Em que pese o fato de que o livro tenha toda uma circunstância, que tenha sido um trabalho de anos, que receba o selo da literatura marginal, que Ferréz seja um grande sujeito, este seu livro tem defeitos graves de engolir. Chega-se ao final das 239 páginas com a paciência esgotada. Durante todo o tempo da leitura, perguntei-me por que o livro se assemelha tanto a um roteiro de cinema, a um storyboard e, no entanto, promete a literatura. Verdade que o personagem gosta de quadrinhos e tem um amigo colecionador dessa especialidade, mas o uso no trabalho da linguagem da descrição literal ultrapassa o estilo e cai na repetição em que o sentido se esvazia, dando lugar ao enfado. Claro que ele escreve para leitores não especializados que podem se contentar com pouco. Mas o especializado também tem o direito de lê-lo, o livro está aí vendido em grandes livrarias e numa editora bem comercial. O leitor que conhece literatura poderá desenvolver um afeto infeliz ao esperar literatura e encontrar um roteiro com meia dúzia de características literárias. Despropositadas cenas de sexo, como se fosse uma lei do cinema latino-americano a ser respeitada, são uma prova da precariedade do livro. Talvez que virando filme, o livro possa ir mais longe. Para a literatura, contudo, a obra precisaria ser reescrita.

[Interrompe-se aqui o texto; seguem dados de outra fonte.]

//! Travel research tools
//!
//! Each tool renders a structured research brief for the model to work from.
//! They are deterministic and make no network calls; live booking-site APIs
//! would slot in behind the same handlers.

use anyhow::Result;
use async_trait::async_trait;
use serde_json::Value;

use super::{ToolHandler, json_schema};

fn required_str(input: &Value, field: &str) -> Result<String> {
    input
        .get(field)
        .and_then(|v| v.as_str())
        .map(|s| s.to_string())
        .ok_or_else(|| anyhow::anyhow!("Missing '{}' parameter", field))
}

/// Search for flight prices and options to a destination
pub struct FlightSearchTool;

#[async_trait]
impl ToolHandler for FlightSearchTool {
    fn name(&self) -> &str {
        "search_flight_prices"
    }

    fn description(&self) -> &str {
        "Search for current flight prices and options to a destination, \
         drawing on major booking sites."
    }

    fn input_schema(&self) -> Value {
        json_schema(
            serde_json::json!({
                "destination": {
                    "type": "string",
                    "description": "Destination city or country"
                },
                "departure_city": {
                    "type": "string",
                    "description": "Departure city (default: New York)"
                }
            }),
            vec!["destination"],
        )
    }

    async fn execute(&self, input: Value) -> Result<String> {
        let destination = required_str(&input, "destination")?;
        let departure_city = input
            .get("departure_city")
            .and_then(|v| v.as_str())
            .unwrap_or("New York");

        Ok(format!(
            "Research task: find flights from {departure_city} to {destination}.\n\
             \n\
             Provide:\n\
             1. Current flight options with prices (Kayak, Skyscanner, Google Flights)\n\
             2. Airlines operating these routes\n\
             3. Flight durations and layover information\n\
             4. Best booking times and price trends\n\
             5. Seasonal pricing variations\n\
             \n\
             Focus on realistic, current pricing for the requested travel dates."
        ))
    }
}

/// Search for hotel options at a location
pub struct HotelSearchTool;

#[async_trait]
impl ToolHandler for HotelSearchTool {
    fn name(&self) -> &str {
        "search_hotel_options"
    }

    fn description(&self) -> &str {
        "Search for hotel availability, pricing, and guest reviews at a location."
    }

    fn input_schema(&self) -> Value {
        json_schema(
            serde_json::json!({
                "location": {
                    "type": "string",
                    "description": "City or area to find hotels in"
                },
                "check_in_date": {
                    "type": "string",
                    "description": "Check-in date"
                }
            }),
            vec!["location", "check_in_date"],
        )
    }

    async fn execute(&self, input: Value) -> Result<String> {
        let location = required_str(&input, "location")?;
        let check_in_date = required_str(&input, "check_in_date")?;

        Ok(format!(
            "Research task: find hotels in {location} for check-in {check_in_date}.\n\
             \n\
             Provide:\n\
             1. Top-rated hotels with guest reviews (Booking.com, TripAdvisor, Google Hotels)\n\
             2. Current pricing for the stay\n\
             3. Hotel amenities and facilities\n\
             4. Location details and proximity to attractions\n\
             5. Guest ratings and recommendation reasons\n\
             \n\
             Include budget, mid-range, and luxury options with realistic current prices."
        ))
    }
}

/// Search for attractions and activities at a destination
pub struct AttractionSearchTool;

#[async_trait]
impl ToolHandler for AttractionSearchTool {
    fn name(&self) -> &str {
        "search_attractions_activities"
    }

    fn description(&self) -> &str {
        "Search for attractions, tours, and activities at a destination."
    }

    fn input_schema(&self) -> Value {
        json_schema(
            serde_json::json!({
                "destination": {
                    "type": "string",
                    "description": "Destination to research attractions for"
                }
            }),
            vec!["destination"],
        )
    }

    async fn execute(&self, input: Value) -> Result<String> {
        let destination = required_str(&input, "destination")?;

        Ok(format!(
            "Research task: find attractions and activities in {destination}.\n\
             \n\
             Provide:\n\
             1. Top-rated attractions and their estimated visit times\n\
             2. Popular day tours and multi-day excursions\n\
             3. Outdoor activities (hiking, water sports, wildlife viewing)\n\
             4. Cultural sites and local experiences\n\
             5. Typical costs for tours and entrance fees\n\
             6. Best time to visit each location\n\
             7. Transportation options between sites\n\
             \n\
             Include hidden gems and less-known but highly-rated activities, and \
             keep the selection realistic for the trip duration."
        ))
    }
}

/// Search for travel cost and budgeting information
pub struct TravelCostTool;

#[async_trait]
impl ToolHandler for TravelCostTool {
    fn name(&self) -> &str {
        "search_travel_costs"
    }

    fn description(&self) -> &str {
        "Search for current travel costs: meals, transport, tours, and daily budgets."
    }

    fn input_schema(&self) -> Value {
        json_schema(
            serde_json::json!({
                "destination": {
                    "type": "string",
                    "description": "Destination to research costs for"
                }
            }),
            vec!["destination"],
        )
    }

    async fn execute(&self, input: Value) -> Result<String> {
        let destination = required_str(&input, "destination")?;

        Ok(format!(
            "Research task: find cost information for a trip to {destination}.\n\
             \n\
             Provide:\n\
             1. Average meal costs (budget, mid-range, restaurants)\n\
             2. Public transportation costs and rental car prices\n\
             3. Tour and activity pricing\n\
             4. Entrance fees for attractions\n\
             5. Estimated daily costs for different budget levels\n\
             6. Money-saving tips and best budget periods\n\
             7. Currency exchange rates and payment methods\n\
             \n\
             Provide realistic, current pricing a traveler can expect."
        ))
    }
}
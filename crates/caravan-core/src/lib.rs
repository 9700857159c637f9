//! caravan-core - configuration, providers, and crew orchestration
//!
//! This crate provides:
//! - Environment-driven provider configuration with a two-way OpenAI/Groq
//!   fallback, fail-fast validation, and secret-redacting display
//! - An OpenAI-compatible chat completions client behind the [`LlmProvider`]
//!   trait
//! - A tool registry with per-agent scoping and the travel research tools
//! - A sequential crew orchestrator that chains task outputs as context

pub mod agent;
pub mod config;
pub mod crew;
pub mod providers;
pub mod task;
pub mod tools;
pub mod travel;

// Re-export main types for convenience
pub use agent::Agent;
pub use config::{ConfigError, Provider, ProviderConfig, resolve};
pub use crew::{Crew, CrewOutput};
pub use providers::{LlmProvider, OpenAiClient, UsageTotals};
pub use task::{Task, TaskResult, TaskStatus};
pub use tools::{ToolHandler, ToolRegistry};
pub use travel::{TripRequest, travel_crew};

#[cfg(test)]
mod tests {
    use super::*;

    #[test]
    fn test_crate_exports() {
        // Just verify that all main types are exported
        let _ = std::mem::size_of::<ProviderConfig>();
        let _ = std::mem::size_of::<OpenAiClient>();
        let _ = std::mem::size_of::<ToolRegistry>();
        let _ = std::mem::size_of::<TripRequest>();
        let _ = std::mem::size_of::<CrewOutput>();
    }
}
//! Field-level validation responses.

use std::collections::BTreeMap;

use salvo::{oapi::ToSchema, prelude::*};
use serde::{Deserialize, Serialize};

use cartkit_app::domain::validation::FieldErrors;

/// Validation failure body: one message per offending field.
#[derive(Debug, Serialize, Deserialize, ToSchema)]
pub(crate) struct ValidationErrorResponse {
    pub errors: BTreeMap<String, String>,
}

/// Render `errors` as the response body and return the status to send with it.
pub(crate) fn render_field_errors(res: &mut Response, errors: FieldErrors) -> StatusCode {
    res.render(Json(ValidationErrorResponse {
        errors: errors.into_inner(),
    }));

    StatusCode::BAD_REQUEST
}
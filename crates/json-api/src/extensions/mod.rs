//! Extension traits

mod depot;
mod result;
mod timestamp;

pub(crate) use depot::DepotExt as _;
pub(crate) use result::ResultExt as _;
pub(crate) use timestamp::TimestampExt as _;
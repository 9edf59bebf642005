//! Cart Delivery Group Records

use jiff::Timestamp;
use rust_decimal::Decimal;
use serde::{Deserialize, Serialize};

use crate::uuids::TypedUuid;

/// Cart Delivery Group UUID
pub type DeliveryGroupUuid = TypedUuid<DeliveryGroupRecord>;

/// Delivery group fields as held in the `cart_delivery_groups` collection.
/// Amounts are stored as strings so no digits are lost.
#[derive(Debug, Clone, PartialEq, Serialize, Deserialize)]
pub struct DeliveryGroupDocument {
    pub cart_id: String,
    pub created_on: Timestamp,
    pub deliver_to_first_name: String,
    pub deliver_to_last_name: String,
    pub deliver_to_name: String,
    pub deliver_to_address: String,
    pub desired_delivery_date: Timestamp,
    #[serde(with = "rust_decimal::serde::str")]
    pub grand_total_amount: Decimal,
    #[serde(with = "rust_decimal::serde::str_option")]
    pub total_amount: Option<Decimal>,
    pub customer_name: String,
    pub delivery_method_id: String,
    pub is_default: bool,
    pub ship_to_phone_number: String,
    pub shipping_instructions: String,
}

/// Cart Delivery Group Record
#[derive(Debug, Clone, PartialEq)]
pub struct DeliveryGroupRecord {
    pub uuid: DeliveryGroupUuid,
    pub document: DeliveryGroupDocument,
}
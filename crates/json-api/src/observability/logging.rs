//! Logging subscriber initialisation.

use opentelemetry::trace::TracerProvider as _;
use opentelemetry_sdk::trace::SdkTracerProvider;
use tracing_subscriber::{
    EnvFilter, Registry,
    layer::{Layer, SubscriberExt},
    util::SubscriberInitExt,
};

use crate::config::{ServerConfig, observability::LogFormat};

use super::ObservabilityError;

/// Crates whose own logging is capped at `warn` unless `RUST_LOG` says otherwise.
const NOISY_TARGETS: [&str; 6] = ["h2", "hyper", "tower", "tonic", "opentelemetry", "sqlx"];

pub(super) fn init_subscriber(
    config: &ServerConfig,
    tracer_provider: Option<&SdkTracerProvider>,
) -> Result<(), ObservabilityError> {
    match config.logging.log_format {
        LogFormat::Compact => install(
            config,
            tracing_subscriber::fmt::layer()
                .compact()
                .with_target(true)
                .with_file(true)
                .with_line_number(true),
            tracer_provider,
        ),
        LogFormat::Json => install(
            config,
            tracing_subscriber::fmt::layer()
                .json()
                .with_current_span(true)
                .with_span_list(true)
                .with_target(true),
            tracer_provider,
        ),
    }
}

fn default_directives(log_level: &str) -> String {
    NOISY_TARGETS
        .iter()
        .fold(log_level.to_owned(), |mut directives, target| {
            directives.push(',');
            directives.push_str(target);
            directives.push_str("=warn");

            directives
        })
}

fn install<L>(
    config: &ServerConfig,
    fmt_layer: L,
    tracer_provider: Option<&SdkTracerProvider>,
) -> Result<(), ObservabilityError>
where
    L: Layer<Registry> + Send + Sync + 'static,
{
    let filter = EnvFilter::try_from_default_env()
        .unwrap_or_else(|_| EnvFilter::new(default_directives(&config.logging.log_level)));

    let subscriber = tracing_subscriber::registry().with(fmt_layer).with(filter);

    match tracer_provider {
        Some(provider) => {
            let tracer = provider.tracer(config.observability.otel_service_name.clone());

            subscriber
                .with(tracing_opentelemetry::layer().with_tracer(tracer))
                .try_init()?;
        }
        None => subscriber.try_init()?,
    }

    Ok(())
}

#[cfg(test)]
mod tests {
    use super::*;

    #[test]
    fn default_directives_cap_noisy_targets() {
        assert_eq!(
            default_directives("debug"),
            "debug,h2=warn,hyper=warn,tower=warn,tonic=warn,opentelemetry=warn,sqlx=warn"
        );
    }
}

A forma é conteúdo que se sedimenta. Do conteúdo, ou do argumento, o que dizer? Calixto é um homem de meia idade, cuja característica é ser uma espécie de deprimido sem repertório existencial. É o mais simples dos funcionários de um arquivo e vive um tipo de vida besta. Há coisas interessantes em sua vida desinteressante exposta em detalhes desinteressantes — e mal trabalhados. Ele tem sonhos, mas isso não chega a ser explorado no texto. Ele busca um portal, mas isso fica como a parte malfeita do roteiro, enquanto poderia ter sido o seu grande momento. Há imagens bonitas, como a da morte da cachorra da mulher lavando a calçada, que se perdem na tentativa mal executada e sem vigor de recuperar a linguagem cotidiana. Mesmo a rememoração dos encontros com uma filha ausente, uma ex-mulher meio irritante, não chegam a uma expressão forte. Há um excesso de nojeiras que um esforço literário mais vigoroso transformaria em escatologia para além da banalidade, da displicência e do desleixo, mas que não chegam ao um mínimo de expressão desejável. Chega-se a um tipo fraco de “literatura masculina” em que o “homem” é representado por meio de uma infantilização: menino contente com “nojeiras”. Descrições de masturbação, brochadas, sexo com putas podiam animar a circunstância. Mas as visitas ao banheiro em que o vaso sanitário, o papel higiênico e outras nojeiras do tipo tentam um verismo que não vai além do mais-do-mesmo. Literatura como “cagada” (ajude-me, Zamora, se me expresso mal) pode até virar arte, mas ela existe em todas as classes sociais e não expressa nada de autêntico em termos de literatura marginal. A “cagada” é universal.
Os deuses da expressão popular na literatura, como Lima Barreto e João Antônio, choram como meus leitõezinhos querendo leite e não tendo o que mamar.
A pocilga? Ora, a pocilga continua bastante limpinha.